CA Versailles, 13e ch., 24 octobre 1996, n° 94-00005430

VERSAILLES

Arrêt

Confirmation

PARTIES

Demandeur :

Patrick Einhorn (SA), Segard (ès qual.), Becheret (ès qual.)

Défendeur :

Buron

COMPOSITION DE LA JURIDICTION

Président :

Mme Monteils

Conseillers :

M. Besse, Mme Bardy

Avoués :

SCP Jullien-Lecharny-Rol, SCP Merle-Carena-Doron

Avocats :

Mes Marcus-Mandel, Abib.

T. com. Nanterre, du 17 mai 1994

17 mai 1994

Monsieur Buron a été engagé en qualité d'agent commercial par la société Patrick Einhorn en septembre 1991 sans qu'un contrat écrit ait été signé, Monsieur Buron affirmant que la société Einhorn n'a pas crû devoir lui retourner l'exemplaire signé.

Le 11 septembre 1992 la société Einhorn adressait à Monsieur Buron un courrier faisant état des objectifs et conditions concernant tant son secteur d'activité que le montant des commissions pour la saison 92-93.

Le 23 octobre 1992 Monsieur Buron refusait par lettre les modifications apportées à son contrat et prenait acte de la rupture qu'il qualifiait d'abusive.

Le 30 octobre 1992, la société Einhorn prenait acte de la rupture du contrat par Monsieur Buron auquel elle faisait le reproche d'avoir cessé tout travail depuis le courrier du 11 septembre consécutif à un entretien antérieur.

Enfin le 22 juillet 1993 la société Einhorn adressait un courrier à Monsieur Buron auquel était joint un relevé de compte de commissions et sollicitait de sa part une facture afin de régler ces commissions.

Monsieur Buron devait alors assigner la société Einhorn devant le Tribunal de commerce de Nanterre.

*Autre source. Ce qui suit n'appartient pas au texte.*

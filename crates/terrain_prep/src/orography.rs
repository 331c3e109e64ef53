//! Orography smoothing around the domain edge.
//!
//! The ground elevation is smoothed globally, then the outer ring of the
//! circular domain is brought down to a flat plateau at the mean outer
//! elevation so inflow boundaries see level ground:
//!
//! ```text
//!   d <= radflat             untouched
//!   radflat < d <= limflat   linear blend from the terrain to the plateau
//!   limflat < d              plateau at zmoy
//! ```
//!
//! with `limflat = D/2 - 500` and `radflat = (Dref/2 + limflat) / 2`, `d` the
//! planar distance from the domain centre.

use crate::error::{Result, StageError};
use crate::progress::Throttle;
use crate::stages::{commit_all, StageContext, StageKind, StageReport, StagedOutput};
use log::{debug, info};
use msh2::{ElevationField, NeighbourTable};
use std::f64::consts::PI;
use std::io::Write;

/// Smoothing is skipped for blend factors at or below this value.
pub const MIN_BLEND: f64 = 0.01;
/// Jacobi passes applied inside the flattening radius after zoning.
pub const INLET_PASSES: usize = 10;
/// Width of the plateau band between the domain edge and `limflat`.
pub const PLATEAU_WIDTH: f64 = 500.0;

#[derive(Debug, Clone, Copy, PartialEq, Eq)]
pub enum InletMode {
    /// Flatten the outer ring, then re-smooth inside it.
    FlattenAndSmooth,
    /// Leave the outer ring alone.
    Disabled,
    /// Re-smooth inside the flattening radius without flattening.
    SmoothOnly,
}

impl InletMode {
    /// `0` flattens and smooths, `1` disables, `2` and above only smooth.
    pub fn from_code(code: i64) -> Self {
        match code {
            0 => InletMode::FlattenAndSmooth,
            c if c >= 2 => InletMode::SmoothOnly,
            _ => InletMode::Disabled,
        }
    }
}

#[derive(Debug, Clone, Copy, PartialEq)]
pub struct OrographyParams {
    pub iterations: usize,
    pub blend: f64,
    pub inlet_mode: InletMode,
    pub domain_diameter: f64,
    pub reference_diameter: f64,
    /// Reduced meshes skip zoning altogether.
    pub reduced: bool,
}
//! Split the single terrain boundary of a mesh into one boundary per roughness
//! class, and declare a canopy volume per class.

use crate::classify::ClassTable;
use crate::error::{Result, StageError};
use crate::stages::{commit_all, StageContext, StageKind, StageReport, StagedOutput};
use log::info;
use msh2::{read_roughness_column, Mesh, PhysicalGroup, KIND_TRIANGLE};
use std::io::Write;

/// Physical id of the terrain surface in a freshly generated mesh.
pub const GROUND_GROUP_ID: i64 = 3;
pub const GROUND_GROUP_DIM: u8 = 2;

/// Replace the ground declaration with per-class declarations and retag every
/// ground triangle with the `ground_id` of its roughness class.
///
/// `roughness[i]` is the roughness of the element whose id is `i + 1`.
/// Returns the number of retagged elements.
pub fn rewrite_mesh(mesh: &mut Mesh, classes: &ClassTable, roughness: &[f64]) -> Result<usize> {
    let ground = mesh
        .groups
        .iter()
        .position(|g| g.dim == GROUND_GROUP_DIM && g.id == GROUND_GROUP_ID)
        .ok_or(StageError::MissingGroundGroup(GROUND_GROUP_ID))?;
    mesh.groups.remove(ground);

    // New declarations go in front of the volume group, which is declared last.
    let at = mesh.groups.len().saturating_sub(1);
    let declarations = classes
        .iter()
        .map(|c| PhysicalGroup::new(2, c.ground_id, c.ground_label()))
        .chain(
            classes
                .iter()
                .map(|c| PhysicalGroup::new(3, c.canopy_id, c.canopy_label())),
        );
    let volume = mesh.groups.split_off(at);
    mesh.groups.extend(declarations);
    mesh.groups.extend(volume);

    let mut retagged = 0;
    for element in &mut mesh.elements {
        if element.kind != KIND_TRIANGLE || element.physical() != Some(GROUND_GROUP_ID) {
            continue;
        }

        let value = element
            .id
            .checked_sub(1)
            .and_then(|index| roughness.get(index))
            .copied()
            .ok_or(StageError::MissingSample {
                element: element.id,
                record: element.id,
            })?;

        let class = classes
            .lookup(value)
            .ok_or(StageError::UnknownRoughnessClass {
                element: element.id,
                value,
            })?;

        element.set_physical(class.ground_id);
        retagged += 1;
    }

    Ok(retagged)
}

/// `_ground_bc`: one `%7.5f` class value per line, in class order.
pub fn write_ground_bc<W: Write>(classes: &ClassTable, w: &mut W) -> std::io::Result<()> {
    for class in classes {
        writeln!(w, "{class}")?;
    }
    Ok(())
}

/// `rough` stage: `<code>.msh2` + `<code>_roughness` -> `<code>_rough.msh2` + `<code>_ground_bc`.
pub fn run(ctx: &StageContext<'_>) -> Result<StageReport> {
    let spec = ctx.prepare(StageKind::Rough)?;

    let roughness = read_roughness_column(ctx.file("{code}_roughness"))?;
    let classes = ClassTable::from_values(&roughness);
    ctx.report(0.2);

    let mut mesh = Mesh::read(ctx.file("{code}.msh2"))?;
    ctx.report(0.5);

    let retagged = rewrite_mesh(&mut mesh, &classes, &roughness)?;
    ctx.report(0.8);

    let rough = StagedOutput::write(&ctx.file("{code}_rough.msh2"), |w| mesh.write_to(w))?;
    let bc = StagedOutput::write(&ctx.file("{code}_ground_bc"), |w| {
        write_ground_bc(&classes, w)
    })?;
    commit_all([rough, bc])?;

    info!(
        "{}: {} roughness classes, {} ground elements retagged",
        ctx.code,
        classes.len(),
        retagged
    );
    ctx.report(1.0);

    Ok(StageReport::new(
        ctx,
        spec,
        format!("{} classes, {retagged} ground elements", classes.len()),
    ))
}
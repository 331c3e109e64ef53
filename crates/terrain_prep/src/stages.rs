//! Stage wiring: which files each stage reads and writes, and the shared
//! per-invocation context.
//!
//! All stages work inside `<folder>/FILES/`. File names are templates over the
//! mesh code (`fine`, `coarse`, `reduced`). Outputs are written next to their
//! final name with a `.partial` suffix and renamed once complete; a leftover
//! `.partial` means another invocation is writing the same folder, or one died
//! half-way, and the stage refuses to run.

use crate::error::{Result, StageError};
use crate::progress::{ProgressSink, ProgressUpdate};
use serde::{Deserialize, Serialize};
use std::fmt;
use std::fs::{File, OpenOptions};
use std::io::{BufWriter, Write};
use std::path::{Path, PathBuf};

pub const FILES_DIR: &str = "FILES";
pub const PARTIAL_SUFFIX: &str = ".partial";

#[derive(Debug, Clone, Copy, PartialEq, Eq, PartialOrd, Ord, Hash, Serialize, Deserialize)]
#[serde(rename_all = "lowercase")]
pub enum StageKind {
    Rough,
    Inout,
    Oro,
}

impl StageKind {
    pub const ALL: [StageKind; 3] = [StageKind::Rough, StageKind::Inout, StageKind::Oro];

    pub fn name(self) -> &'static str {
        match self {
            StageKind::Rough => "rough",
            StageKind::Inout => "inout",
            StageKind::Oro => "oro",
        }
    }
}

impl fmt::Display for StageKind {
    fn fmt(&self, f: &mut fmt::Formatter<'_>) -> fmt::Result {
        f.write_str(self.name())
    }
}

/// The `FILES/` directory of a working folder.
#[derive(Debug, Clone, PartialEq, Eq)]
pub struct Workdir {
    files: PathBuf,
}

impl Workdir {
    pub fn new(folder: impl AsRef<Path>) -> Self {
        Self {
            files: folder.as_ref().join(FILES_DIR),
        }
    }

    pub fn files(&self) -> &Path {
        &self.files
    }

    pub fn path(&self, name: &str) -> PathBuf {
        self.files.join(name)
    }
}

/// Replace every `{code}` in a file name template.
pub fn expand(template: &str, code: &str) -> String {
    template.replace("{code}", code)
}

pub fn partial_path(path: &Path) -> PathBuf {
    let mut name = path.as_os_str().to_owned();
    name.push(PARTIAL_SUFFIX);
    PathBuf::from(name)
}

/// A complete `.partial` file waiting to be renamed over its output.
///
/// The partial file is created exclusively, so two writers of the same output
/// cannot both proceed; the loser gets [`StageError::ConcurrentRun`].
///
/// Dropping it without committing removes the partial file, so a stage that
/// fails half-way through its outputs leaves none of them behind.
#[derive(Debug)]
pub struct StagedOutput {
    path: PathBuf,
    partial: PathBuf,
    committed: bool,
}

impl StagedOutput {
    pub fn write<F>(path: &Path, write: F) -> Result<Self>
    where
        F: FnOnce(&mut BufWriter<File>) -> std::io::Result<()>,
    {
        let partial = partial_path(path);
        let file = OpenOptions::new()
            .write(true)
            .create_new(true)
            .open(&partial)
            .map_err(|e| match e.kind() {
                std::io::ErrorKind::AlreadyExists => StageError::ConcurrentRun(partial.clone()),
                _ => StageError::io(&partial, e),
            })?;
        let staged = Self {
            path: path.to_owned(),
            partial,
            committed: false,
        };

        let mut writer = BufWriter::new(file);
        write(&mut writer)
            .and_then(|_| writer.flush())
            .map_err(|e| StageError::io(path, e))?;

        Ok(staged)
    }

    fn commit(mut self) -> Result<()> {
        std::fs::rename(&self.partial, &self.path).map_err(|e| StageError::io(&self.path, e))?;
        self.committed = true;
        Ok(())
    }
}

impl Drop for StagedOutput {
    fn drop(&mut self) {
        if !self.committed {
            let _ = std::fs::remove_file(&self.partial);
        }
    }
}

/// Rename every staged output into place.
///
/// Nothing is renamed until every output is fully written. If a rename fails,
/// the outputs already renamed by this call are removed again.
pub fn commit_all<I>(outputs: I) -> Result<()>
where
    I: IntoIterator<Item = StagedOutput>,
{
    let mut done: Vec<PathBuf> = Vec::new();
    for output in outputs {
        let path = output.path.clone();
        if let Err(err) = output.commit() {
            for committed in &done {
                let _ = std::fs::remove_file(committed);
            }
            return Err(err);
        }
        done.push(path);
    }
    Ok(())
}

/// Input and output file templates of one stage.
#[derive(Debug, Clone, PartialEq, Eq)]
pub struct StageSpec {
    pub kind: StageKind,
    inputs: &'static [&'static str],
    outputs: &'static [&'static str],
}

impl StageSpec {
    pub fn inputs(&self, code: &str) -> Vec<String> {
        self.inputs.iter().map(|t| expand(t, code)).collect()
    }

    pub fn outputs(&self, code: &str) -> Vec<String> {
        self.outputs.iter().map(|t| expand(t, code)).collect()
    }

    pub fn check_inputs(&self, workdir: &Workdir, code: &str) -> Result<()> {
        for name in self.inputs(code) {
            let path = workdir.path(&name);
            if !path.is_file() {
                return Err(StageError::MissingInput(path));
            }
        }
        Ok(())
    }

    pub fn check_no_partial(&self, workdir: &Workdir, code: &str) -> Result<()> {
        for name in self.outputs(code) {
            let partial = partial_path(&workdir.path(&name));
            if partial.exists() {
                return Err(StageError::ConcurrentRun(partial));
            }
        }
        Ok(())
    }
}

/// Every stage and its files, built once per process.
#[derive(Debug, Clone)]
pub struct StageTable {
    specs: [StageSpec; 3],
}

impl StageTable {
    pub fn new() -> Self {
        Self {
            specs: [
                StageSpec {
                    kind: StageKind::Rough,
                    inputs: &["{code}_roughness", "{code}.msh2"],
                    outputs: &["{code}_rough.msh2", "{code}_ground_bc"],
                },
                StageSpec {
                    kind: StageKind::Inout,
                    inputs: &["{code}_roughness", "{code}_elevation.msh2"],
                    outputs: &["{code}_inout_bc", "inout_param_{code}"],
                },
                StageSpec {
                    kind: StageKind::Oro,
                    inputs: &["{code}_elevation", "{code}_zsinfo"],
                    outputs: &["{code}_elevation", "propagate_param_{code}"],
                },
            ],
        }
    }

    pub fn get(&self, kind: StageKind) -> &StageSpec {
        // `specs` is laid out in `StageKind` declaration order.
        &self.specs[kind as usize]
    }

    pub fn iter(&self) -> impl Iterator<Item = &StageSpec> {
        self.specs.iter()
    }
}

impl Default for StageTable {
    fn default() -> Self {
        Self::new()
    }
}

/// Everything a stage needs besides its own parameters.
pub struct StageContext<'a> {
    pub run_id: &'a str,
    pub thread_id: &'a str,
    pub code: &'a str,
    pub message: &'a str,
    pub workdir: &'a Workdir,
    pub table: &'a StageTable,
    pub progress: &'a dyn ProgressSink,
}

impl StageContext<'_> {
    /// Path of a templated file of this mesh code.
    pub fn file(&self, template: &str) -> PathBuf {
        self.workdir.path(&expand(template, self.code))
    }

    pub fn report(&self, fraction: f64) {
        self.progress.report(&ProgressUpdate::new(
            self.run_id,
            self.thread_id,
            fraction,
            self.message,
        ));
    }

    /// Report the start of step `step` (1-based) out of `steps`, tagging the message.
    pub fn report_step(&self, step: usize, steps: usize) {
        self.progress.report(&ProgressUpdate::new(
            self.run_id,
            self.thread_id,
            (step - 1) as f64 / steps as f64,
            format!("{} - {step}/{steps}", self.message),
        ));
    }

    /// Check inputs and leftovers of `kind` before any work starts.
    pub fn prepare(&self, kind: StageKind) -> Result<&StageSpec> {
        let spec = self.table.get(kind);
        spec.check_inputs(self.workdir, self.code)?;
        spec.check_no_partial(self.workdir, self.code)?;
        self.report(0.0);
        Ok(spec)
    }
}

/// Outcome of a successful stage.
#[derive(Debug, Clone, PartialEq, Serialize)]
pub struct StageReport {
    pub stage: StageKind,
    pub code: String,
    pub outputs: Vec<PathBuf>,
    pub summary: String,
}

impl StageReport {
    pub(crate) fn new(ctx: &StageContext<'_>, spec: &StageSpec, summary: String) -> Self {
        Self {
            stage: spec.kind,
            code: ctx.code.to_owned(),
            outputs: spec
                .outputs(ctx.code)
                .iter()
                .map(|name| ctx.workdir.path(name))
                .collect(),
            summary,
        }
    }
}
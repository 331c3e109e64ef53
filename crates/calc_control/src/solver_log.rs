//! Post-run inspection of a solver log.

use crate::error::{ControlError, Result};
use serde::Serialize;
use std::path::Path;

pub const LOG_NAME: &str = "log_simpleFoam";

/// Logs shorter than this never count as a completed run.
const MIN_LINES: usize = 5;
/// The completion line must be among the last few lines.
const END_WINDOW: usize = 3;
/// How far back from the end the last `Time =` line is searched.
const ITERATION_WINDOW: usize = 100;

#[derive(Debug, Clone, PartialEq, Eq, Serialize)]
pub struct LogSummary {
    pub lines: usize,
    /// The solver printed its `End` line.
    pub completed: bool,
    /// Last value of `Time =` near the end of the log.
    pub last_iteration: Option<String>,
}

impl LogSummary {
    /// A run counts only when it completed and reported an iteration.
    pub fn is_valid(&self) -> bool {
        self.completed && self.last_iteration.is_some()
    }
}

pub fn inspect(text: &str) -> LogSummary {
    let lines: Vec<&str> = text.lines().collect();

    let completed = lines.len() >= MIN_LINES
        && lines
            .iter()
            .rev()
            .take(END_WINDOW)
            .any(|line| line.trim_end() == "End");

    let last_iteration = lines
        .iter()
        .rev()
        .take(ITERATION_WINDOW)
        .find(|line| line.starts_with("Time ="))
        .and_then(|line| line.split_whitespace().last())
        .map(str::to_owned);

    LogSummary {
        lines: lines.len(),
        completed,
        last_iteration,
    }
}

/// Summary of `<stage_dir>/log_simpleFoam`, or `None` when the solver never wrote one.
pub fn inspect_stage(stage_dir: &Path) -> Result<Option<LogSummary>> {
    let path = stage_dir.join(LOG_NAME);
    match std::fs::read(&path) {
        Ok(bytes) => Ok(Some(inspect(&String::from_utf8_lossy(&bytes)))),
        Err(e) if e.kind() == std::io::ErrorKind::NotFound => Ok(None),
        Err(e) => Err(ControlError::io(path, e)),
    }
}

#[cfg(test)]
mod tests {
    use super::*;

    fn log(body: &[&str]) -> String {
        let mut text = body.join("\n");
        text.push('\n');
        text
    }

    #[test]
    fn completed_run_reports_its_last_iteration() {
        let text = log(&[
            "/*---------*/",
            "Time = 1",
            "smoothSolver: Solving for Ux",
            "Time = 2",
            "smoothSolver: Solving for Ux",
            "ExecutionTime = 3.1 s",
            "End",
            "",
        ]);
        let summary = inspect(&text);

        assert!(summary.completed);
        assert_eq!(summary.last_iteration.as_deref(), Some("2"));
        assert!(summary.is_valid());
    }

    #[test]
    fn short_log_is_never_complete() {
        let summary = inspect(&log(&["Time = 1", "End"]));
        assert!(!summary.completed);
        assert!(!summary.is_valid());
    }

    #[test]
    fn end_must_be_near_the_tail() {
        let summary = inspect(&log(&["Time = 1", "End", "a", "b", "c", "d"]));
        assert!(!summary.completed);
    }

    #[test]
    fn iteration_must_be_in_the_last_hundred_lines() {
        let mut body = vec!["Time = 7"];
        body.extend(std::iter::repeat("residual").take(ITERATION_WINDOW));
        body.push("End");
        let summary = inspect(&log(&body));

        assert!(summary.completed);
        assert_eq!(summary.last_iteration, None);
        assert!(!summary.is_valid());
    }

    #[test]
    fn missing_log_is_not_an_error() {
        let dir = tempfile::tempdir().unwrap();
        assert_eq!(inspect_stage(dir.path()).unwrap(), None);

        std::fs::write(dir.path().join(LOG_NAME), log(&["a", "b", "c", "Time = 4", "End"])).unwrap();
        let summary = inspect_stage(dir.path()).unwrap().unwrap();
        assert!(summary.is_valid());
    }
}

Par jugement contradictoire en date du 17 mai 1994, ce Tribunal a :

- constaté la modification substantielle du mandat de Monsieur Buron par la société Patrick Einhorn,

- dit que la société Patrick Einhorn a rompu le contrat de fait à ses torts,

- condamné la société P. Einhorn à payer à Monsieur Buron son mois de préavis légal, la somme de 16 579,20 F HT concernant les commissions dues au titre des commandes Galeries Lafayette,

- ordonné à la société P. Einhorn de produire dans le délai de un mois à compter du jugement le montant exact des pièces commandées par le Club Méditerranée sur l'année 1993 et autres commandes postérieures à la cessation du contrat,

- condamné la société P. Einhorn à payer à Monsieur Buron la somme de 100 000 F à titre de dommages et intérêts outre celle de 10 000 F sur le fondement de l'article 700 du NCPC.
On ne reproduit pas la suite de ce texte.